TASK REQUIREMENTS:
What is needed is the complete listing, repeated exactly.

TASK INPUTS:
-------------------------
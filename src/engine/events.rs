//! Structured trade events and the log-sink boundary

use chrono::{DateTime, Utc};
use log::info;
use serde::{Deserialize, Serialize};

/// What a trade event records
#[derive(Debug, Clone, Copy, PartialEq, Eq, Serialize, Deserialize)]
#[serde(rename_all = "snake_case")]
pub enum EventKind {
    PriceCheck,
    Buy,
    Sell,
}

/// Outcome of the attempted action
#[derive(Debug, Clone, Copy, PartialEq, Eq, Serialize, Deserialize)]
#[serde(rename_all = "SCREAMING_SNAKE_CASE")]
pub enum Outcome {
    Success,
    Failed,
}

/// Immutable record of one price sample or order attempt
///
/// Created at the moment an action is attempted, never mutated, and handed
/// off to the sink in emission order.
#[derive(Debug, Clone, PartialEq, Serialize, Deserialize)]
pub struct TradeEvent {
    pub timestamp: DateTime<Utc>,
    pub kind: EventKind,
    pub quantity: f64,
    pub price: f64,
    pub outcome: Outcome,
    #[serde(default, skip_serializing_if = "Option::is_none")]
    pub error: Option<String>,
}

impl TradeEvent {
    pub fn price_check(price: f64) -> Self {
        Self {
            timestamp: Utc::now(),
            kind: EventKind::PriceCheck,
            quantity: 0.0,
            price,
            outcome: Outcome::Success,
            error: None,
        }
    }

    pub fn success(kind: EventKind, quantity: f64, price: f64) -> Self {
        Self {
            timestamp: Utc::now(),
            kind,
            quantity,
            price,
            outcome: Outcome::Success,
            error: None,
        }
    }

    pub fn failed(kind: EventKind, quantity: f64, price: f64, error: impl Into<String>) -> Self {
        Self {
            timestamp: Utc::now(),
            kind,
            quantity,
            price,
            outcome: Outcome::Failed,
            error: Some(error.into()),
        }
    }
}

/// Receives trade events in emission order; fire-and-forget
pub trait EventSink: Send + Sync {
    fn emit(&self, event: TradeEvent);
}

/// Sink that writes each event as one JSON line through the logger
#[derive(Debug, Default)]
pub struct JsonLogSink;

impl EventSink for JsonLogSink {
    fn emit(&self, event: TradeEvent) {
        match serde_json::to_string(&event) {
            Ok(line) => info!("{}", line),
            Err(e) => info!("unserializable event {:?}: {}", event, e),
        }
    }
}

/// Sink that collects events in memory, for tests
#[derive(Debug, Default)]
pub struct MemorySink {
    events: std::sync::Mutex<Vec<TradeEvent>>,
}

impl MemorySink {
    pub fn new() -> Self {
        Self::default()
    }

    pub fn events(&self) -> Vec<TradeEvent> {
        self.events.lock().expect("sink lock poisoned").clone()
    }
}

impl EventSink for MemorySink {
    fn emit(&self, event: TradeEvent) {
        self.events.lock().expect("sink lock poisoned").push(event);
    }
}
//! Market gateway abstraction - enables mocking for tests

use async_trait::async_trait;

use super::errors::BotResult;
use super::types::{OrderAck, OrderSide, PriceQuote, SymbolConstraints};

/// Exchange operations the engine consumes - can be mocked for testing.
///
/// Transport failures surface as `Err`; exchange business rejections on
/// order placement come back as an `Ok` ack with a non-zero result code, so
/// the retry layer only retries what is actually transient.
#[async_trait]
pub trait MarketGateway: Send + Sync {
    /// Fetch lot-size constraints for a symbol
    async fn fetch_symbol_constraints(&self, symbol: &str) -> BotResult<SymbolConstraints>;

    /// Fetch the last traded price, with the remaining rate-limit budget
    /// when the exchange reports one
    async fn fetch_last_price(&self, symbol: &str) -> BotResult<PriceQuote>;

    /// Place a limit order
    async fn place_order(
        &self,
        symbol: &str,
        side: OrderSide,
        qty: f64,
        limit_price: f64,
    ) -> BotResult<OrderAck>;
}

// ============================================================================
// Mock implementation for testing
// ============================================================================

/// Mock gateway for exercising the engine and loop without an exchange.
pub mod mock {
    use std::collections::VecDeque;
    use std::sync::Mutex;

    use super::*;
    use crate::engine::errors::BotError;

    /// A recorded order placement
    #[derive(Debug, Clone, PartialEq)]
    pub struct PlacedOrder {
        pub symbol: String,
        pub side: OrderSide,
        pub qty: f64,
        pub limit_price: f64,
    }

    /// Mock gateway with scripted prices and failure injection
    pub struct MockGateway {
        pub constraints: Mutex<BotResult<SymbolConstraints>>,
        pub prices: Mutex<VecDeque<BotResult<PriceQuote>>>,
        pub orders: Mutex<Vec<PlacedOrder>>,
        pub order_ack: Mutex<BotResult<OrderAck>>,
        pub constraints_fetches: Mutex<u32>,
    }

    impl MockGateway {
        pub fn new(constraints: SymbolConstraints) -> Self {
            Self {
                constraints: Mutex::new(Ok(constraints)),
                prices: Mutex::new(VecDeque::new()),
                orders: Mutex::new(Vec::new()),
                order_ack: Mutex::new(Ok(OrderAck {
                    ret_code: 0,
                    ret_msg: "OK".into(),
                })),
                constraints_fetches: Mutex::new(0),
            }
        }

        /// Queue the next price quote (or failure)
        pub fn push_price(&self, quote: BotResult<PriceQuote>) {
            self.prices.lock().unwrap().push_back(quote);
        }

        /// Make constraint fetches fail from now on
        pub fn fail_constraints(&self, msg: &str) {
            *self.constraints.lock().unwrap() = Err(BotError::Gateway(msg.into()));
        }

        /// Set the ack returned for every subsequent placement
        pub fn set_order_ack(&self, ack: BotResult<OrderAck>) {
            *self.order_ack.lock().unwrap() = ack;
        }

        pub fn placed_orders(&self) -> Vec<PlacedOrder> {
            self.orders.lock().unwrap().clone()
        }

        pub fn constraints_fetch_count(&self) -> u32 {
            *self.constraints_fetches.lock().unwrap()
        }
    }

    #[async_trait]
    impl MarketGateway for MockGateway {
        async fn fetch_symbol_constraints(&self, _symbol: &str) -> BotResult<SymbolConstraints> {
            *self.constraints_fetches.lock().unwrap() += 1;
            self.constraints.lock().unwrap().clone()
        }

        async fn fetch_last_price(&self, _symbol: &str) -> BotResult<PriceQuote> {
            self.prices
                .lock()
                .unwrap()
                .pop_front()
                .unwrap_or_else(|| Err(BotError::Gateway("no scripted price".into())))
        }

        async fn place_order(
            &self,
            symbol: &str,
            side: OrderSide,
            qty: f64,
            limit_price: f64,
        ) -> BotResult<OrderAck> {
            let ack = self.order_ack.lock().unwrap().clone();
            if ack.is_ok() {
                self.orders.lock().unwrap().push(PlacedOrder {
                    symbol: symbol.to_string(),
                    side,
                    qty,
                    limit_price,
                });
            }
            ack
        }
    }
}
-------------------------
ANSWER BELOW:
filename src/engine/events.rs
//! Structured trade events and the log-sink boundary

use chrono::{DateTime, Utc};
use log::info;
use serde::{Deserialize, Serialize};

/// What a trade event records
#[derive(Debug, Clone, Copy, PartialEq, Eq, Serialize, Deserialize)]
#[serde(rename_all = "snake_case")]
pub enum EventKind {
    PriceCheck,
    Buy,
    Sell,
}

/// Outcome of the attempted action
#[derive(Debug, Clone, Copy, PartialEq, Eq, Serialize, Deserialize)]
#[serde(rename_all = "SCREAMING_SNAKE_CASE")]
pub enum Outcome {
    Success,
    Failed,
}

/// Immutable record of one price sample or order attempt
///
/// Created at the moment an action is attempted, never mutated, and handed
/// off to the sink in emission order.
#[derive(Debug, Clone, PartialEq, Serialize, Deserialize)]
pub struct TradeEvent {
    pub timestamp: DateTime<Utc>,
    pub kind: EventKind,
    pub quantity: f64,
    pub price: f64,
    pub outcome: Outcome,
    #[serde(default, skip_serializing_if = "Option::is_none")]
    pub error: Option<String>,
}

impl TradeEvent {
    pub fn price_check(price: f64) -> Self {
        Self {
            timestamp: Utc::now(),
            kind: EventKind::PriceCheck,
            quantity: 0.0,
            price,
            outcome: Outcome::Success,
            error: None,
        }
    }

    pub fn success(kind: EventKind, quantity: f64, price: f64) -> Self {
        Self {
            timestamp: Utc::now(),
            kind,
            quantity,
            price,
            outcome: Outcome::Success,
            error: None,
        }
    }

    pub fn failed(kind: EventKind, quantity: f64, price: f64, error: impl Into<String>) -> Self {
        Self {
            timestamp: Utc::now(),
            kind,
            quantity,
            price,
            outcome: Outcome::Failed,
            error: Some(error.into()),
        }
    }
}

/// Receives trade events in emission order; fire-and-forget
pub trait EventSink: Send + Sync {
    fn emit(&self, event: TradeEvent);
}

/// Sink that writes each event as one JSON line through the logger
#[derive(Debug, Default)]
pub struct JsonLogSink;

impl EventSink for JsonLogSink {
    fn emit(&self, event: TradeEvent) {
        match serde_json::to_string(&event) {
            Ok(line) => info!("{}", line),
            Err(e) => info!("unserializable event {:?}: {}", event, e),
        }
    }
}

/// Sink that collects events in memory, for tests
#[derive(Debug, Default)]
pub struct MemorySink {
    events: std::sync::Mutex<Vec<TradeEvent>>,
}

impl MemorySink {
    pub fn new() -> Self {
        Self::default()
    }

    pub fn events(&self) -> Vec<TradeEvent> {
        self.events.lock().expect("sink lock poisoned").clone()
    }
}

impl EventSink for MemorySink {
    fn emit(&self, event: TradeEvent) {
        self.events.lock().expect("sink lock poisoned").push(event);
    }
}
//! Market gateway abstraction - enables mocking for tests

use async_trait::async_trait;

use super::errors::BotResult;
use super::types::{OrderAck, OrderSide, PriceQuote, SymbolConstraints};

/// Exchange operations the engine consumes - can be mocked for testing.
///
/// Transport failures surface as `Err`; exchange business rejections on
/// order placement come back as an `Ok` ack with a non-zero result code, so
/// the retry layer only retries what is actually transient.
#[async_trait]
pub trait MarketGateway: Send + Sync {
    /// Fetch lot-size constraints for a symbol
    async fn fetch_symbol_constraints(&self, symbol: &str) -> BotResult<SymbolConstraints>;

    /// Fetch the last traded price, with the remaining rate-limit budget
    /// when the exchange reports one
    async fn fetch_last_price(&self, symbol: &str) -> BotResult<PriceQuote>;

    /// Place a limit order
    async fn place_order(
        &self,
        symbol: &str,
        side: OrderSide,
        qty: f64,
        limit_price: f64,
    ) -> BotResult<OrderAck>;
}

// ============================================================================
// Mock implementation for testing
// ============================================================================

/// Mock gateway for exercising the engine and loop without an exchange.
pub mod mock {
    use std::collections::VecDeque;
    use std::sync::Mutex;

    use super::*;
    use crate::engine::errors::BotError;

    /// A recorded order placement
    #[derive(Debug, Clone, PartialEq)]
    pub struct PlacedOrder {
        pub symbol: String,
        pub side: OrderSide,
        pub qty: f64,
        pub limit_price: f64,
    }

    /// Mock gateway with scripted prices and failure injection
    pub struct MockGateway {
        pub constraints: Mutex<BotResult<SymbolConstraints>>,
        pub prices: Mutex<VecDeque<BotResult<PriceQuote>>>,
        pub orders: Mutex<Vec<PlacedOrder>>,
        pub order_ack: Mutex<BotResult<OrderAck>>,
        pub constraints_fetches: Mutex<u32>,
    }

    impl MockGateway {
        pub fn new(constraints: SymbolConstraints) -> Self {
            Self {
                constraints: Mutex::new(Ok(constraints)),
                prices: Mutex::new(VecDeque::new()),
                orders: Mutex::new(Vec::new()),
                order_ack: Mutex::new(Ok(OrderAck {
                    ret_code: 0,
                    ret_msg: "OK".into(),
                })),
                constraints_fetches: Mutex::new(0),
            }
        }

        /// Queue the next price quote (or failure)
        pub fn push_price(&self, quote: BotResult<PriceQuote>) {
            self.prices.lock().unwrap().push_back(quote);
        }

        /// Make constraint fetches fail from now on
        pub fn fail_constraints(&self, msg: &str) {
            *self.constraints.lock().unwrap() = Err(BotError::Gateway(msg.into()));
        }

        /// Set the ack returned for every subsequent placement
        pub fn set_order_ack(&self, ack: BotResult<OrderAck>) {
            *self.order_ack.lock().unwrap() = ack;
        }

        pub fn placed_orders(&self) -> Vec<PlacedOrder> {
            self.orders.lock().unwrap().clone()
        }

        pub fn constraints_fetch_count(&self) -> u32 {
            *self.constraints_fetches.lock().unwrap()
        }
    }

    #[async_trait]
    impl MarketGateway for MockGateway {
        async fn fetch_symbol_constraints(&self, _symbol: &str) -> BotResult<SymbolConstraints> {
            *self.constraints_fetches.lock().unwrap() += 1;
            self.constraints.lock().unwrap().clone()
        }

        async fn fetch_last_price(&self, _symbol: &str) -> BotResult<PriceQuote> {
            self.prices
                .lock()
                .unwrap()
                .pop_front()
                .unwrap_or_else(|| Err(BotError::Gateway("no scripted price".into())))
        }

        async fn place_order(
            &self,
            symbol: &str,
            side: OrderSide,
            qty: f64,
            limit_price: f64,
        ) -> BotResult<OrderAck> {
            let ack = self.order_ack.lock().unwrap().clone();
            if ack.is_ok() {
                self.orders.lock().unwrap().push(PlacedOrder {
                    symbol: symbol.to_string(),
                    side,
                    qty,
                    limit_price,
                });
            }
            ack
        }
    }
}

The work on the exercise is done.